Department of Theatre Arts and Performance Studies lecturer Sydney Skybetter was named one of the “Most Influential People in Dance Today” by Dance Magazine in June. “Known as dance’s tech guru, Sydney Skybetter has changed the way we think about dance at least three or four times,” arts writer Nancy Wozny wrote in the magazine. Skybetter is also a public humanities fellow at Brown and the founder of the Conference for Research on Choreographic Interfaces as well as a choreographer. Some of his research explores how technologies like motion-detecting game systems, networked surveillance cameras, robots capable of affective computing, and virtual reality platforms choreograph human bodies and parse human intentions through algorithmic analysis of gesture, physical features and speech. 

H. Curtis Spalding, a professor of the practice of environment and society at the Institute at Brown for Environment and Society, was honored with a Lifetime Achievement Award from the Rockefeller College of Public Affairs and Policy at the University at Albany in Oct. 20. Spalding, who was the U.S. Environmental Protection Agency administrator for the New England region and executive director of Save the Bay, was among six distinguished individuals honored for their outstanding contributions in the areas of political science, public administration, leadership and continuing professional development. 
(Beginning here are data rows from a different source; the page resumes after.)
//! Rectangle storage: a slab of rectangles addressed by small integer
//! handles, with a free list recycling slots freed by coalescing.

use crate::entity::EntityId;
use crate::tagdef::TagDefId;

/// Stable-for-its-lifetime handle into a [`RectSlab`]. Reused once the
/// rectangle it named has been freed by a coalesce.
#[derive(Debug, Clone, Copy, PartialEq, Eq, Hash, PartialOrd, Ord)]
pub struct RectId(u32);

/// How much of a rectangle's time in its tag-bearing state is
/// attributed to one tag definition.
#[derive(Debug, Clone, Copy)]
pub struct TagEntry {
    pub def: TagDefId,
    pub duration: u64,
}

pub struct Rectangle {
    pub start: u64,
    pub duration: u64,
    pub weight: u64,
    pub prev: Option<RectId>,
    pub next: Option<RectId>,
    pub entity: EntityId,
    /// At most one entry per tag definition (merged entries are folded
    /// by summing durations, per the spec's permitted fold).
    pub tags: Vec<TagEntry>,
    pub states: Vec<u64>,
}

impl Rectangle {
    pub fn recompute_weight(&self, prev: Option<&Rectangle>, next: Option<&Rectangle>) -> u64 {
        self.duration + prev.map_or(0, |r| r.duration) + next.map_or(0, |r| r.duration)
    }

    pub fn add_tag(&mut self, def: TagDefId, duration: u64) {
        if duration == 0 {
            return;
        }

        if let Some(entry) = self.tags.iter_mut().find(|t| t.def == def) {
            entry.duration += duration;
        } else {
            self.tags.push(TagEntry { def, duration });
        }
    }
}

/// Owns rectangle storage for one [`crate::Statemap`]. Rectangles are
/// allocated from a free list when available, otherwise appended; a
/// freed slot never outlives the slab itself.
#[derive(Default)]
pub struct RectSlab {
    slots: Vec<Rectangle>,
    free: Vec<RectId>,
}

impl RectSlab {
    pub fn alloc(&mut self, rect: Rectangle) -> RectId {
        if let Some(id) = self.free.pop() {
            self.slots[id.0 as usize] = rect;
            id
        } else {
            let id = RectId(self.slots.len() as u32);
            self.slots.push(rect);
            id
        }
    }

    pub fn free(&mut self, id: RectId) {
        self.free.push(id);
    }

    pub fn get(&self, id: RectId) -> &Rectangle {
        &self.slots[id.0 as usize]
    }

    pub fn get_mut(&mut self, id: RectId) -> &mut Rectangle {
        &mut self.slots[id.0 as usize]
    }

    pub fn get_opt(&self, id: Option<RectId>) -> Option<&Rectangle> {
        id.map(|id| self.get(id))
    }

    /// Recomputes and returns `rect`'s weight from its current
    /// neighbors, without touching the weight multiset.
    pub fn weight_of(&self, id: RectId) -> u64 {
        let rect = self.get(id);
        let prev = self.get_opt(rect.prev);
        let next = self.get_opt(rect.next);
        rect.recompute_weight(prev, next)
    }
}
//! Error types for statemap ingest, rendered as a single human-readable
//! message with a source line where one is meaningful.

use std::path::PathBuf;

use snafu::Snafu;

pub type Result<T, E = StatemapError> = std::result::Result<T, E>;

#[derive(Debug, Snafu)]
#[snafu(visibility(pub(crate)))]
pub enum StatemapError {
    #[snafu(display("failed to stat {}", path.display()))]
    Stat {
        path: PathBuf,
        source: std::io::Error,
    },

    #[snafu(display("failed to open {}", path.display()))]
    Open {
        path: PathBuf,
        source: std::io::Error,
    },

    #[snafu(display("failed to map {}", path.display()))]
    Mmap {
        path: PathBuf,
        source: std::io::Error,
    },

    #[snafu(display("line {line}: illegal JSON delimiter (\"{found}\")"))]
    IllegalDelimiter { line: u64, found: char },

    #[snafu(display("JSON payload starting at line {line} is not terminated"))]
    UnterminatedBlob { line: u64 },

    #[snafu(display("missing metadata payload"))]
    MissingMetadata,

    #[snafu(display(
        "size of metadata ({size} bytes) exceeds maximum ({max} bytes)"
    ))]
    MetadataTooLarge { size: usize, max: usize },

    #[snafu(display("malformed metadata: {reason}"))]
    MalformedMetadata { reason: String },

    #[snafu(display("missing \"states\" in metadata"))]
    MissingStates,

    #[snafu(display("invalid metadata: \"states\" must be an object"))]
    StatesNotObject,

    #[snafu(display("state \"{state}\" is missing a \"value\" field"))]
    MissingValue { state: String },

    #[snafu(display(
        "\"value\" member for state \"{state}\" is not a non-negative integer"
    ))]
    ValueNotInteger { state: String },

    #[snafu(display(
        "\"value\" member for state \"{state}\" ({value}) exceeds maximum ({max})"
    ))]
    ValueOutOfRange { state: String, value: i64, max: u32 },

    #[snafu(display(
        "\"value\" for state \"{state}\" ({value}) conflicts with that of state \"{other}\""
    ))]
    DuplicateValue {
        state: String,
        other: String,
        value: u32,
    },

    #[snafu(display("line {line}: malformed JSON datum: {reason}"))]
    MalformedDatum { line: u64, reason: String },

    #[snafu(display("line {line}: datum contains duplicate \"{field}\""))]
    DuplicateField { line: u64, field: &'static str },

    #[snafu(display("line {line}: illegal datum: missing \"entity\" field"))]
    MissingEntity { line: u64 },

    #[snafu(display(
        "line {line}: illegal datum: missing \"time\" or \"description\""
    ))]
    MissingTimeOrDescription { line: u64 },

    #[snafu(display("line {line}: \"time\" is not a non-negative integer"))]
    NonIntegerTime { line: u64 },

    #[snafu(display("line {line}: missing \"state\" field"))]
    MissingState { line: u64 },

    #[snafu(display("line {line}: illegal state value"))]
    IllegalStateValue { line: u64 },

    #[snafu(display(
        "line {line}: time {time} is out of order with respect to prior time {open_start}"
    ))]
    TimeOutOfOrder {
        line: u64,
        time: u64,
        open_start: u64,
    },
}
Jeff Titon, a professor emeritus of music, was awarded the Outstanding Achievement Award by the University of Minnesota, his graduate school alma mater, in October. The award is conferred on graduates or former students of the university who have attained unusual distinction in their chosen fields and who have demonstrated outstanding achievement and leadership. Titon, who directed the doctoral program in ethnomusicology at Brown from 1986 until his retirement in 2013, has published eight books; served as the editor of Ethnomusicology, the Journal of the Society for Ethnomusicology; and received numerous grants and awards. In addition to his work on ethnomusicology, he researches ecomusicology and is a musician.